What is Whisenhunt's Impact?
As soon as last season ended, fans clamored for Ken Whisenhunt's return as Offensive Coordinator.
That wish came true as Whiz returned to the same post he held in 2013 after serving as head coach for the Tennessee Titans for parts of the past two seasons.
Philip Rivers earned Comebacker Player of the Year honors during his first go-around as OC, while the ground game was at its most effective during the Mike McCoy era. Still, the roster is quite different from his first time in America's Finest City. Only six offensive players remain from 2013 in Philip Rivers, Danny Woodhead, Antonio Gates, Keenan Allen, King Dunlap and D.J. Fluker.
So what will Whisenhunt's impact be in 2016?
Chargers Camp will offer our first glimpse into how Whiz will put his fingerprints on the current offense. One big difference may be less shotgun formations than recent years.
"A lot of it goes back to what you are trying to do (each game)," Whisenhunt said this offseason. "When you are in shotgun, it enables you to do some different things. But a lot of times it is good to be under center, go downhill and get after guys. It makes the linemen feel like bad asses. Part of that is being able to run the football better. It sets up some of your play action. But, there are a lot more versatile things you can do from shotgun from the standpoint of your back being able to cross protect from both sides. When you have a quarterback like Philip that understands protections, it can really help with that because when the defense brings pressure, and you don't have to throw it quick but can actually let a play develop, you can really hurt a team that way. It's important to do both. We had a pretty good balance with that in 2013."
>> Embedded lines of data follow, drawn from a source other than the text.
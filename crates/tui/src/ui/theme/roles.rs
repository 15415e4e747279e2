use std::fmt::Debug;

use ratatui::style::{Color, Modifier, Style};

/// Semantic color roles used throughout the page.
#[derive(Debug, Clone)]
pub struct ThemeRoles {
    pub background: Color,
    pub surface: Color,
    pub surface_muted: Color,
    pub border: Color,
    pub divider: Color,

    pub text: Color,
    pub text_secondary: Color,
    pub text_muted: Color,

    pub accent_primary: Color,
    pub accent_secondary: Color,
    pub accent_subtle: Color,
    /// Text drawn on top of a filled `accent_primary` background.
    pub on_accent: Color,

    pub success: Color,
    pub warning: Color,
    pub error: Color,

    pub selection_bg: Color,
    pub selection_fg: Color,
    pub focus: Color,

    pub scrollbar_track: Color,
    pub scrollbar_thumb: Color,
}

/// Theme trait exposes semantic roles and common style builders.
pub trait Theme: Send + Sync + Debug {
    fn roles(&self) -> &ThemeRoles;

    // Text styles
    fn text_primary_style(&self) -> Style {
        Style::default().fg(self.roles().text)
    }
    fn text_secondary_style(&self) -> Style {
        Style::default().fg(self.roles().text_secondary)
    }
    fn text_muted_style(&self) -> Style {
        Style::default().fg(self.roles().text_muted)
    }
    fn heading_style(&self) -> Style {
        Style::default().fg(self.roles().text).add_modifier(Modifier::BOLD)
    }

    // Borders and focus
    fn border_style(&self, focused: bool) -> Style {
        let color = if focused { self.roles().focus } else { self.roles().border };
        Style::default().fg(color)
    }

    // Selection
    fn selection_style(&self) -> Style {
        Style::default().fg(self.roles().selection_fg).bg(self.roles().selection_bg)
    }

    // Accents
    fn accent_primary_style(&self) -> Style {
        Style::default().fg(self.roles().accent_primary)
    }
    fn accent_emphasis_style(&self) -> Style {
        Style::default().fg(self.roles().accent_primary).add_modifier(Modifier::BOLD)
    }
}
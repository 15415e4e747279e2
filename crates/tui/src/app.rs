//! Application state and message handling.
//!
//! `App` owns the content catalog, the composed page, the page viewport and
//! the navigation bar state. It follows a message-driven style: the runtime
//! turns terminal and timer events into [`Msg`]s and the main view turns
//! input into [`Effect`]s that are applied here.

use chrono::Datelike;
use folio_types::{ContentCatalog, Effect, Msg};
use rat_focus::{Focus, FocusBuilder, FocusFlag, HasFocus};
use ratatui::layout::Rect;
use tracing::debug;

use crate::ui::{
    components::nav_bar::{NAV_BAR_HEIGHT, NavBarState},
    page::{self, PageContext, PageDocument},
    scroll::Viewport,
    theme::{LoadedTheme, Theme},
};

/// Cross-cutting context shared by every component.
#[derive(Debug)]
pub struct SharedCtx {
    /// Active UI theme
    pub theme: Box<dyn Theme>,
    /// Identifier of the active theme
    pub theme_id: &'static str,
}

impl SharedCtx {
    pub fn new(loaded: LoadedTheme) -> Self {
        Self {
            theme: loaded.theme,
            theme_id: loaded.definition.id,
        }
    }
}

pub struct App {
    pub ctx: SharedCtx,
    pub catalog: ContentCatalog,
    /// Page composed for the current width and pulse phase
    pub page: PageDocument,
    pub viewport: Viewport,
    pub nav_bar: NavBarState,
    pub focus: Focus,
    /// Focus flag of the floating chat button
    pub chat_focus: FocusFlag,
    /// Floating chat button area from the last render
    pub chat_area: Rect,
    /// Page area from the last layout
    pub page_area: Rect,
    /// Alternates on every tick
    pub pulse: bool,
    container_focus: FocusFlag,
    width: u16,
    year: i32,
}

impl App {
    /// Builds the app for a terminal of `width` x `height` and mounts the navigation bar.
    pub fn new(theme: LoadedTheme, catalog: ContentCatalog, width: u16, height: u16) -> Self {
        let mut nav_bar = NavBarState::new(catalog.nav_items.clone());
        nav_bar.set_width(width);
        let mut app = Self {
            ctx: SharedCtx::new(theme),
            catalog,
            page: PageDocument::default(),
            viewport: Viewport::new(),
            nav_bar,
            focus: Focus::default(),
            chat_focus: FocusFlag::named("chat"),
            chat_area: Rect::default(),
            page_area: Rect::default(),
            pulse: false,
            container_focus: FocusFlag::named("app"),
            width,
            year: chrono::Local::now().year(),
        };
        app.set_page_area(page_area_for(width, height));
        app.nav_bar.mount(&app.viewport);
        app.focus = FocusBuilder::build_for(&app);
        app
    }

    /// Rebuilds the page for the current catalog, width and pulse phase.
    pub fn recompose(&mut self) {
        let ctx = PageContext {
            catalog: &self.catalog,
            theme: &*self.ctx.theme,
            width: self.width,
            pulse: self.pulse,
            year: self.year,
        };
        self.page = page::compose(&ctx);
        self.viewport.update_dimensions(self.page.height(), self.page_area.height);
    }

    fn set_page_area(&mut self, area: Rect) {
        self.page_area = area;
        self.width = area.width;
        self.recompose();
    }

    /// Scrolls so that `anchor` sits just below the navigation bar.
    ///
    /// Returns `false` and leaves the offset alone for unknown anchors.
    pub fn navigate(&mut self, anchor: &str) -> bool {
        match self.page.anchor_row(anchor) {
            Some(row) => {
                self.viewport.scroll_to(row.saturating_sub(NAV_BAR_HEIGHT));
                debug!(anchor, offset = self.viewport.offset(), "Navigated to anchor");
                true
            }
            None => {
                debug!(anchor, "Ignoring navigation to unknown anchor");
                false
            }
        }
    }

    /// Applies effects that change app state; returns whether to quit.
    pub fn apply_effects(&mut self, effects: Vec<Effect>) -> bool {
        let mut quit = false;
        for effect in effects {
            match effect {
                Effect::Navigate(anchor) => {
                    self.navigate(&anchor);
                }
                Effect::Quit => quit = true,
            }
        }
        quit
    }

    /// Updates application state for a message.
    pub fn update(&mut self, msg: &Msg) -> Vec<Effect> {
        match msg {
            Msg::Tick => {
                self.pulse = !self.pulse;
                self.recompose();
            }
            Msg::Resize(width, height) => {
                self.nav_bar.set_width(*width);
                self.set_page_area(page_area_for(*width, *height));
            }
            Msg::CatalogReloaded(catalog) => {
                debug!(
                    skills = catalog.skills.len(),
                    portfolio = catalog.portfolio.len(),
                    testimonials = catalog.testimonials.len(),
                    "Applying reloaded catalog"
                );
                self.nav_bar.set_items(catalog.nav_items.clone());
                self.catalog = catalog.as_ref().clone();
                self.recompose();
            }
        }
        Vec::new()
    }
}

/// The page fills the screen except for the hints row at the bottom.
fn page_area_for(width: u16, height: u16) -> Rect {
    Rect::new(0, 0, width, height.saturating_sub(1))
}

impl HasFocus for App {
    fn build(&self, builder: &mut FocusBuilder) {
        let tag = builder.start(self);
        builder.widget(&self.nav_bar);
        builder.leaf_widget(&self.chat_focus);
        builder.end(tag);
    }

    fn focus(&self) -> FocusFlag {
        self.container_focus.clone()
    }

    fn area(&self) -> Rect {
        Rect::default()
    }
}

#[cfg(test)]
mod tests {
    use super::*;
    use crate::ui::theme::{self, catalog as theme_catalog};

    fn app(width: u16, height: u16) -> App {
        let catalog = folio_catalog::embedded().expect("embedded catalog");
        let loaded = theme::LoadedTheme::from_definition(theme_catalog::default_truecolor());
        App::new(loaded, catalog, width, height)
    }

    #[test]
    fn starts_at_top_with_transparent_chrome() {
        let app = app(120, 40);
        assert_eq!(app.viewport.offset(), 0);
        assert!(app.nav_bar.is_mounted());
        assert!(!app.nav_bar.is_elevated());
        assert!(!app.nav_bar.is_menu_open());
        assert_eq!(app.viewport.metrics().viewport_height(), 39);
    }

    #[test]
    fn navigate_places_section_below_the_bar() {
        let mut app = app(120, 40);
        let row = app.page.anchor_row("#portfolio").expect("portfolio anchor");
        assert!(app.navigate("#portfolio"));
        assert_eq!(app.viewport.offset(), row - NAV_BAR_HEIGHT);
        assert!(app.nav_bar.is_elevated());

        assert!(app.navigate("#"));
        assert_eq!(app.viewport.offset(), 0);
        assert!(!app.nav_bar.is_elevated());
    }

    #[test]
    fn unknown_anchor_is_ignored() {
        let mut app = app(120, 40);
        app.viewport.scroll_to(12);
        assert!(!app.navigate("#missing"));
        assert_eq!(app.viewport.offset(), 12);
    }

    #[test]
    fn resize_to_wide_closes_menu() {
        let mut app = app(80, 40);
        app.nav_bar.toggle_menu();
        app.update(&Msg::Resize(90, 40));
        assert!(app.nav_bar.is_menu_open());
        app.update(&Msg::Resize(140, 40));
        assert!(!app.nav_bar.is_menu_open());
    }

    #[test]
    fn tick_flips_pulse() {
        let mut app = app(120, 40);
        let before = app.pulse;
        app.update(&Msg::Tick);
        assert_ne!(app.pulse, before);
    }

    #[test]
    fn catalog_reload_replaces_content_and_links() {
        let mut app = app(120, 40);
        let mut catalog = app.catalog.clone();
        catalog.nav_items.truncate(2);
        catalog.portfolio.reverse();
        let first_title = catalog.portfolio[0].title.clone();
        app.update(&Msg::CatalogReloaded(Box::new(catalog)));

        assert_eq!(app.nav_bar.items().len(), 2);
        assert_eq!(app.nav_bar.item_focus_flags.len(), 2);
        let text = app.page.plain_text();
        let first_position = text.find(&first_title).expect("reloaded title");
        for entry in &app.catalog.portfolio[1..] {
            assert!(text.find(&entry.title).expect("title") > first_position);
        }
    }

    #[test]
    fn quit_effect_is_reported() {
        let mut app = app(120, 40);
        assert!(!app.apply_effects(vec![Effect::Navigate("#resources".into())]));
        assert!(app.apply_effects(vec![Effect::Quit]));
    }
}
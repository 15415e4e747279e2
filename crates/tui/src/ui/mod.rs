//! UI for the page: composition, components, scrolling, theming and the runtime.

pub mod components;
pub mod icons;
pub mod main_component;
pub mod page;
pub mod projection;
pub mod runtime;
pub mod scroll;
pub mod theme;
Another focal point for Whisenhunt is revitalizing the ground game. The Chargers ranked 13th in the NFL with Whiz at the helm in 2013, yet dropped to 30th and 31st the past two seasons.
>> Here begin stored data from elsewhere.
use folio_types::{Effect, NavItem};
use rat_focus::{FocusBuilder, FocusFlag, HasFocus};
use ratatui::layout::{Position, Rect};
use tracing::debug;

use super::menu::MenuState;
use crate::ui::{page::CONTACT_ANCHOR, page::layout::MEDIUM_BREAKPOINT, scroll::ScrollObserver, scroll::Viewport};

/// Terminal widths below this render the compact (mobile) bar.
pub const MOBILE_BREAKPOINT: u16 = MEDIUM_BREAKPOINT;
/// Rows taken by the navigation bar at the top of the page.
pub const NAV_BAR_HEIGHT: u16 = 3;

/// Something in the navigation bar that can be focused or clicked.
#[derive(Debug, Clone, Copy, PartialEq, Eq)]
pub enum NavTarget {
    /// The n-th navigation link.
    Item(usize),
    /// "Let's Chat" on wide terminals, "Contact Me" inside the compact menu.
    Contact,
    /// The compact menu toggle.
    Toggle,
}

/// State for the navigation bar.
///
/// Owns the link list, the scroll observer that drives the elevated chrome,
/// the compact menu state and rat-focus flags for every target. Hit areas are
/// written during render and read by mouse handling.
#[derive(Debug, Default)]
pub struct NavBarState {
    items: Vec<NavItem>,
    observer: Option<ScrollObserver>,
    menu: MenuState,
    compact: bool,
    /// Focus flag for the container in the global focus tree.
    pub container_focus: FocusFlag,
    /// Focus flags for each link; kept in sync with `items`.
    pub item_focus_flags: Vec<FocusFlag>,
    pub contact_focus: FocusFlag,
    pub toggle_focus: FocusFlag,
    /// Last rendered bar area.
    pub last_area: Rect,
    /// Link areas from the last render, inline or inside the open menu.
    pub item_areas: Vec<Rect>,
    pub contact_area: Rect,
    pub toggle_area: Rect,
    /// Area of the open compact menu; empty when closed.
    pub overlay_area: Rect,
}

impl NavBarState {
    pub fn new(items: Vec<NavItem>) -> Self {
        let mut state = Self {
            container_focus: FocusFlag::named("nav"),
            contact_focus: FocusFlag::named("nav.contact"),
            toggle_focus: FocusFlag::named("nav.toggle"),
            ..Self::default()
        };
        state.set_items(items);
        state
    }

    pub fn items(&self) -> &[NavItem] {
        &self.items
    }

    /// Replaces the link list, rebuilding the per-link focus flags.
    pub fn set_items(&mut self, items: Vec<NavItem>) {
        self.item_focus_flags = (0..items.len()).map(|i| FocusFlag::named(&format!("nav.item.{i}"))).collect();
        self.item_areas.clear();
        self.items = items;
    }

    /// Starts observing `viewport`. The menu always starts closed.
    pub fn mount(&mut self, viewport: &Viewport) {
        self.menu = MenuState::Closed;
        self.observer = Some(ScrollObserver::mount(viewport));
        debug!(offset = viewport.offset(), elevated = self.is_elevated(), "Navigation bar mounted");
    }

    /// Stops observing; later scroll notifications no longer reach the bar.
    pub fn unmount(&mut self) {
        if let Some(observer) = self.observer.take() {
            debug!(transitions = observer.transitions(), "Navigation bar unmounted");
        }
    }

    pub fn is_mounted(&self) -> bool {
        self.observer.is_some()
    }

    /// Whether the chrome is elevated; an unmounted bar never is.
    pub fn is_elevated(&self) -> bool {
        self.observer.as_ref().is_some_and(ScrollObserver::is_elevated)
    }

    pub fn menu(&self) -> MenuState {
        self.menu
    }

    pub fn is_menu_open(&self) -> bool {
        self.menu.is_open()
    }

    pub fn toggle_menu(&mut self) {
        self.menu.toggle();
        debug!(open = self.menu.is_open(), "Navigation menu toggled");
    }

    pub fn close_menu(&mut self) {
        self.menu.close();
    }

    pub fn is_compact(&self) -> bool {
        self.compact
    }

    /// Switches between compact and wide layout for a terminal `width`.
    ///
    /// Widening past the breakpoint closes the menu.
    pub fn set_width(&mut self, width: u16) {
        self.compact = width < MOBILE_BREAKPOINT;
        if !self.compact && self.menu.is_open() {
            debug!(width, "Closing navigation menu on wide layout");
            self.menu.close();
        }
    }

    /// Performs the action of `target`.
    ///
    /// Links and the contact button close the menu and navigate; the toggle
    /// flips the menu.
    pub fn activate(&mut self, target: NavTarget) -> Vec<Effect> {
        match target {
            NavTarget::Item(index) => {
                let Some(item) = self.items.get(index) else {
                    return Vec::new();
                };
                let href = item.href.clone();
                self.menu.close();
                vec![Effect::Navigate(href)]
            }
            NavTarget::Contact => {
                self.menu.close();
                vec![Effect::Navigate(CONTACT_ANCHOR.to_string())]
            }
            NavTarget::Toggle => {
                self.toggle_menu();
                Vec::new()
            }
        }
    }

    /// The focusable targets in the current layout, in focus order.
    pub fn visible_targets(&self) -> Vec<NavTarget> {
        let mut targets = Vec::with_capacity(self.items.len() + 2);
        if self.compact {
            targets.push(NavTarget::Toggle);
            if !self.menu.is_open() {
                return targets;
            }
        }
        targets.extend((0..self.items.len()).map(NavTarget::Item));
        targets.push(NavTarget::Contact);
        targets
    }

    pub fn focus_flag(&self, target: NavTarget) -> Option<&FocusFlag> {
        match target {
            NavTarget::Item(index) => self.item_focus_flags.get(index),
            NavTarget::Contact => Some(&self.contact_focus),
            NavTarget::Toggle => Some(&self.toggle_focus),
        }
    }

    pub fn focused_target(&self) -> Option<NavTarget> {
        self.visible_targets()
            .into_iter()
            .find(|target| self.focus_flag(*target).is_some_and(FocusFlag::get))
    }

    /// Next or previous visible target, wrapping around.
    pub fn cycle_focus(&self, forward: bool) -> Option<NavTarget> {
        let targets = self.visible_targets();
        if targets.is_empty() {
            return None;
        }
        let len = targets.len();
        let next = match self.focused_target().and_then(|current| targets.iter().position(|t| *t == current)) {
            Some(index) if forward => (index + 1) % len,
            Some(index) => (index + len - 1) % len,
            None if forward => 0,
            None => len - 1,
        };
        targets.get(next).copied()
    }

    /// Whether a screen position falls on the bar or the open menu.
    pub fn contains(&self, x: u16, y: u16) -> bool {
        let position = Position::new(x, y);
        self.last_area.contains(position) || self.overlay_area.contains(position)
    }

    /// The target under a screen position, using the last rendered areas.
    pub fn target_at(&self, x: u16, y: u16) -> Option<NavTarget> {
        let position = Position::new(x, y);
        if self.compact && self.toggle_area.contains(position) {
            return Some(NavTarget::Toggle);
        }
        if self.compact && !self.menu.is_open() {
            return None;
        }
        if let Some(index) = self.item_areas.iter().position(|area| area.contains(position)) {
            return Some(NavTarget::Item(index));
        }
        self.contact_area.contains(position).then_some(NavTarget::Contact)
    }
}

impl HasFocus for NavBarState {
    /// Builds a focus subtree of the targets visible in the current layout.
    fn build(&self, builder: &mut FocusBuilder) {
        let tag = builder.start(self);
        for target in self.visible_targets() {
            if let Some(flag) = self.focus_flag(target) {
                builder.leaf_widget(flag);
            }
        }
        builder.end(tag);
    }

    fn focus(&self) -> FocusFlag {
        self.container_focus.clone()
    }

    fn area(&self) -> Rect {
        self.last_area
    }
}

#[cfg(test)]
mod tests {
    use super::*;

    fn items() -> Vec<NavItem> {
        vec![
            NavItem::new("Expertise", "#expertise"),
            NavItem::new("Work", "#portfolio"),
            NavItem::new("Resources", "#resources"),
            NavItem::new("Testimonials", "#testimonials"),
        ]
    }

    fn mounted(width: u16) -> (Viewport, NavBarState) {
        let mut viewport = Viewport::new();
        viewport.update_dimensions(400, 40);
        let mut state = NavBarState::new(items());
        state.set_width(width);
        state.mount(&viewport);
        (viewport, state)
    }

    #[test]
    fn mount_starts_closed_and_transparent() {
        let (_viewport, state) = mounted(80);
        assert!(state.is_mounted());
        assert!(!state.is_menu_open());
        assert!(!state.is_elevated());
    }

    #[test]
    fn elevation_follows_viewport_scroll() {
        let (mut viewport, state) = mounted(120);
        viewport.scroll_to(25);
        assert!(state.is_elevated());
        viewport.scroll_to(10);
        assert!(!state.is_elevated());
    }

    #[test]
    fn unmount_detaches_from_viewport() {
        let (mut viewport, mut state) = mounted(120);
        state.unmount();
        assert_eq!(viewport.listener_count(), 0);
        viewport.scroll_to(100);
        assert!(!state.is_elevated());
    }

    #[test]
    fn activating_a_link_navigates_and_closes_menu() {
        let (_viewport, mut state) = mounted(80);
        state.activate(NavTarget::Toggle);
        assert!(state.is_menu_open());

        let effects = state.activate(NavTarget::Item(1));
        assert_eq!(effects, vec![Effect::Navigate("#portfolio".into())]);
        assert!(!state.is_menu_open());
    }

    #[test]
    fn activating_a_link_with_menu_closed_keeps_it_closed() {
        let (_viewport, mut state) = mounted(120);
        let effects = state.activate(NavTarget::Item(0));
        assert_eq!(effects, vec![Effect::Navigate("#expertise".into())]);
        assert!(!state.is_menu_open());
    }

    #[test]
    fn contact_targets_the_footer() {
        let (_viewport, mut state) = mounted(80);
        state.toggle_menu();
        assert_eq!(state.activate(NavTarget::Contact), vec![Effect::Navigate("#contact".into())]);
        assert!(!state.is_menu_open());
    }

    #[test]
    fn out_of_range_item_is_ignored() {
        let (_viewport, mut state) = mounted(120);
        assert!(state.activate(NavTarget::Item(9)).is_empty());
    }

    #[test]
    fn widening_closes_the_menu() {
        let (_viewport, mut state) = mounted(80);
        state.toggle_menu();
        state.set_width(90);
        assert!(state.is_menu_open());
        state.set_width(140);
        assert!(!state.is_compact());
        assert!(!state.is_menu_open());
    }

    #[test]
    fn visible_targets_depend_on_layout_and_menu() {
        let (_viewport, mut state) = mounted(80);
        assert_eq!(state.visible_targets(), vec![NavTarget::Toggle]);
        state.toggle_menu();
        assert_eq!(state.visible_targets().len(), 1 + 4 + 1);

        state.set_width(120);
        assert_eq!(state.visible_targets().first(), Some(&NavTarget::Item(0)));
        assert_eq!(state.visible_targets().last(), Some(&NavTarget::Contact));
    }

    #[test]
    fn cycle_focus_wraps() {
        let (_viewport, state) = mounted(120);
        assert_eq!(state.cycle_focus(true), Some(NavTarget::Item(0)));
        state.contact_focus.set(true);
        assert_eq!(state.cycle_focus(true), Some(NavTarget::Item(0)));
        assert_eq!(state.cycle_focus(false), Some(NavTarget::Item(3)));
    }

    #[test]
    fn hit_testing_uses_rendered_areas() {
        let (_viewport, mut state) = mounted(80);
        state.last_area = Rect::new(0, 0, 80, 3);
        state.toggle_area = Rect::new(74, 1, 3, 1);
        state.item_areas = vec![Rect::new(2, 4, 20, 1)];
        state.contact_area = Rect::new(2, 6, 14, 1);

        assert_eq!(state.target_at(75, 1), Some(NavTarget::Toggle));
        assert_eq!(state.target_at(3, 4), None, "links are hidden while the menu is closed");
        state.toggle_menu();
        assert_eq!(state.target_at(3, 4), Some(NavTarget::Item(0)));
        assert_eq!(state.target_at(5, 6), Some(NavTarget::Contact));
        assert_eq!(state.target_at(50, 20), None);
    }
}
"The one thing that stands out is we need to run the football better than we did last year," he said in February. "There is no blame associated there, as there are always factors that are involved. But that is probably the biggest thing we have to do, because then your play action builds off of that, your time of possession increases where you can control the ball and you are in better third down situations. All of those things tie in together."